IV. IEMs affecting mitochondrial DNA

POLG1

The enzyme DNA polymerase subunit γ (POLG) is encoded by the POLG1 (OMIM *174763) gene. The only polymerase that functions in mitochondria, POLG exists as a trimeric complex comprised of a catalytic subunit and a dimeric accessory subunit [42]. The catalytic subunit contains three enzymatic activities, a DNA polymerase activity, a 3’–5’ exonuclease activity and a lyase activity required for base excision repair. Defects in POLG increase susceptibility to errors of replicated mitochondrial DNA which, in turn, adversely affect mitochondrial function. Wortmann et al [43] reported that a subset of patients harboring mutations in POLG1 manifest 3MGC aciduria. Patients with this phenotypic feature often present with other maladies, including encephalopathy (epilepsy, psychosis, depression) and liver failure.

tRNALeu (UUR)

A mutation in the transfer RNA leucine (tRNALeu(UUR)) coding region of mitochondrial DNA is associated with the disorder termed “mitochondrial encephalopathy, lactic acidosis and stroke-like episodes” (MELAS; OMIM #540000). The mutation, m.3243A>G (OMIM *590050), produces a MELAS disease phenotype. Of interest to the present discussion, Iwanicka-Pronicka et al [44] and Wortmann et al [45] reported that subjects with this mutation manifest 3MGC aciduria.
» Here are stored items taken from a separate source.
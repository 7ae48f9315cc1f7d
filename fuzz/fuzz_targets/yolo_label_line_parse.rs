//! Fuzz target for YOLO label lines decoded against a fixed image size.

#![no_main]

use detprep::ir::io_yolo::fuzz_parse_label_line;
use libfuzzer_sys::fuzz_target;

fuzz_target!(|data: &[u8]| {
    if data.len() > 1024 * 1024 {
        return;
    }

    let Ok(line) = std::str::from_utf8(data) else {
        return;
    };

    let _ = fuzz_parse_label_line(line);
});
use detprep::ir::io_box_csv::{from_box_csv_str, to_box_csv_string};
use detprep::ir::io_yolo::{parse_label_line, to_pixel_box};
use proptest::prelude::*;

mod proptest_helpers;
use proptest_helpers::{approx_eq, arb_image_size, arb_label_row, EPS_CSV, EPS_EXACT};

proptest! {
    #![proptest_config(proptest_helpers::proptest_config())]

    #[test]
    fn pixel_box_is_centered_on_scaled_center(
        row in arb_label_row(),
        (width, height) in arb_image_size(),
    ) {
        let record = to_pixel_box(row, width, height);
        let bbox = record.bbox;

        prop_assert_eq!(record.category_id.as_u64(), row.class_id + 1);
        prop_assert!(approx_eq(bbox.x + bbox.width / 2.0, row.cx * width as f64, EPS_EXACT * width as f64));
        prop_assert!(approx_eq(bbox.y + bbox.height / 2.0, row.cy * height as f64, EPS_EXACT * height as f64));
        prop_assert!(approx_eq(bbox.width, row.w * width as f64, EPS_EXACT * width as f64));
        prop_assert!(approx_eq(bbox.height, row.h * height as f64, EPS_EXACT * height as f64));
    }

    #[test]
    fn normalizing_restores_label_values(
        row in arb_label_row(),
        (width, height) in arb_image_size(),
    ) {
        let normalized = to_pixel_box(row, width, height)
            .bbox
            .to_normalized(width as f64, height as f64);
        let (cx, cy, w, h) = normalized.to_cxcywh();

        prop_assert!(approx_eq(cx, row.cx, EPS_EXACT));
        prop_assert!(approx_eq(cy, row.cy, EPS_EXACT));
        prop_assert!(approx_eq(w, row.w, EPS_EXACT));
        prop_assert!(approx_eq(h, row.h, EPS_EXACT));
    }

    #[test]
    fn csv_write_stays_within_a_hundredth_of_a_pixel(
        rows in proptest::collection::vec(arb_label_row(), 0..12),
        (width, height) in arb_image_size(),
    ) {
        let records: Vec<_> = rows.iter().map(|row| to_pixel_box(*row, width, height)).collect();
        let csv = to_box_csv_string(&records).expect("write csv");
        let restored = from_box_csv_str(&csv).expect("read csv");

        prop_assert_eq!(restored.len(), records.len());
        for (before, after) in records.iter().zip(&restored) {
            prop_assert_eq!(before.category_id, after.category_id);
            for (a, b) in before.bbox.to_array().into_iter().zip(after.bbox.to_array()) {
                prop_assert!(approx_eq(a, b, EPS_CSV), "{} vs {}", a, b);
            }
        }
    }

    #[test]
    fn formatted_rows_parse_back(row in arb_label_row()) {
        let line = format!("{} {} {} {} {}", row.class_id, row.cx, row.cy, row.w, row.h);
        prop_assert_eq!(parse_label_line(&line), Some(row));
    }

    #[test]
    fn short_lines_are_not_records(tokens in proptest::collection::vec("[0-9.]{1,6}", 0..5)) {
        prop_assert_eq!(parse_label_line(&tokens.join(" ")), None);
    }
}
//! Fuzz target for dataset descriptor YAML, list and index-map `names`.

#![no_main]

use detprep::ir::io_data_yaml::from_data_yaml_str;
use libfuzzer_sys::fuzz_target;

fuzz_target!(|data: &[u8]| {
    if data.len() > 1024 * 1024 {
        return;
    }

    let Ok(text) = std::str::from_utf8(data) else {
        return;
    };

    if let Ok(descriptor) = from_data_yaml_str(text) {
        let _ = descriptor.label_map();
        let _ = descriptor.train_path();
    }
});
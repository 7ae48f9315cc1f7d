//! Output file replacement.
//!
//! Writers render into a temp file next to the target and rename it into
//! place, so a failed write leaves any previous file untouched and never a
//! truncated one.

use std::io::{BufWriter, Write};
use std::path::Path;

use tempfile::NamedTempFile;

use crate::error::DetprepError;

/// Runs `write` against a buffered temp file in `path`'s directory, then
/// renames the temp file over `path`. On any error the temp file is removed.
pub(crate) fn write_atomically<F>(path: &Path, write: F) -> Result<(), DetprepError>
where
    F: FnOnce(&mut dyn Write) -> Result<(), DetprepError>,
{
    let dir = match path.parent() {
        Some(parent) if !parent.as_os_str().is_empty() => parent,
        _ => Path::new("."),
    };
    let mut tmp = NamedTempFile::new_in(dir).map_err(DetprepError::io_at(path))?;

    {
        let mut writer = BufWriter::new(tmp.as_file_mut());
        write(&mut writer)?;
        writer.flush().map_err(DetprepError::io_at(path))?;
    }

    tmp.persist(path)
        .map_err(|err| DetprepError::io_at(path)(err.error))?;
    Ok(())
}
Pearson marrow-pancreas syndrome

Pearson marrow-pancreas syndrome (PS; OMIM #557000) is a rare mitochondrial disorder caused by single, large deletions (1–10 kbp) of mitochondrial DNA. The most common deletion, which occurs in about 20 percent of affected individuals, is 4.9 kbp in length. Whereas PS is associated with impaired respiratory chain complexes, clinical features of this disorder vary widely, depending in the specific nature of the mitochondrial DNA deletion. Of interest to the present discussion, Sato et al [46] reported a PS patient that developed pancytopenia, lactic acidemia, steatorrhea, insulin-dependent diabetes mellitus, liver dysfunction, Fanconi syndrome and 3MGC aciduria. These authors identified a 5.4 kbp deletion of mitochondrial DNA in this subject. Analysis revealed the activity of Complexes I and IV were markedly reduced in liver and muscle and mildly reduced in skin fibroblasts and heart. Importantly, among patients diagnosed with PS, only a subset manifest 3MGC aciduria. However, given the fact that not all subjects diagnosed with PS carry the same DNA deletion, it is not surprising that they manifest variable phenotypic features.

V. Metabolic enzymes

SUCLA2

The SUCLA2 (OMIM *603921) gene encodes the ß-subunit of succinyl CoA ligase, also known as ADP-forming succinyl-CoA synthetase. In the TCA cycle, succinyl CoA synthetase catalyzes the conversion of succinyl-CoA plus GDP to succinate, CoA and GTP. Based on this key metabolic function, it may be anticipated that defective succinyl CoA synthetase activity will impede TCA cycle activity, resulting in a buildup of acetyl CoA. In this case, it is anticipated that the acetyl CoA diversion pathway would generate 3MGC acid as a byproduct. Consistent with this, Carrozzo R et al [47] reported that mutations in SUCLA2 result in methyl malonic aciduria, lactic acidemia and 3MGC aciduria.

ECHS1

The ECHS1 (OMIM *602292) gene encodes for short-chain enoyl CoA hydratase (ECH), which catalyzes hydration of the double bond in 2-trans/cis-enoyl-CoA substrates. In mitochondrial metabolism, ECH plays an essential role in fatty acid ß-oxidation. Phenotypic features of this IEM include delayed motor and cognitive development, as well as metabolic abnormalities including elevated lactic acid levels in plasma and cerebrospinal fluid and transient 3MGC aciduria [48].

CPS1

The CPS1 (OMIM *608307) gene encodes carbamoyl phosphate synthase, a ligase located in mitochondria that functions in production of urea. Carbamoyl phosphate synthase functions to transfer NH4+ from glutamine or glutamate to bicarbonate, forming carbamoyl phosphate at the expense of 2 ATP. Carbamoyl phosphate then reacts with ornithine to form citrulline via ornithine transcarbamoylase. Subsequently, citrulline exits the mitochondria and is metabolized to yield urea and ornithine, which can react with carbamoyl phosphate to complete the cycle. Whereas Rokicki et al [49] detected 3MGC aciduria in 7 of 11 cases of CPS1 IEMs, additional insight is required to define the underlying metabolic basis of 3MGC acid production in this disorder.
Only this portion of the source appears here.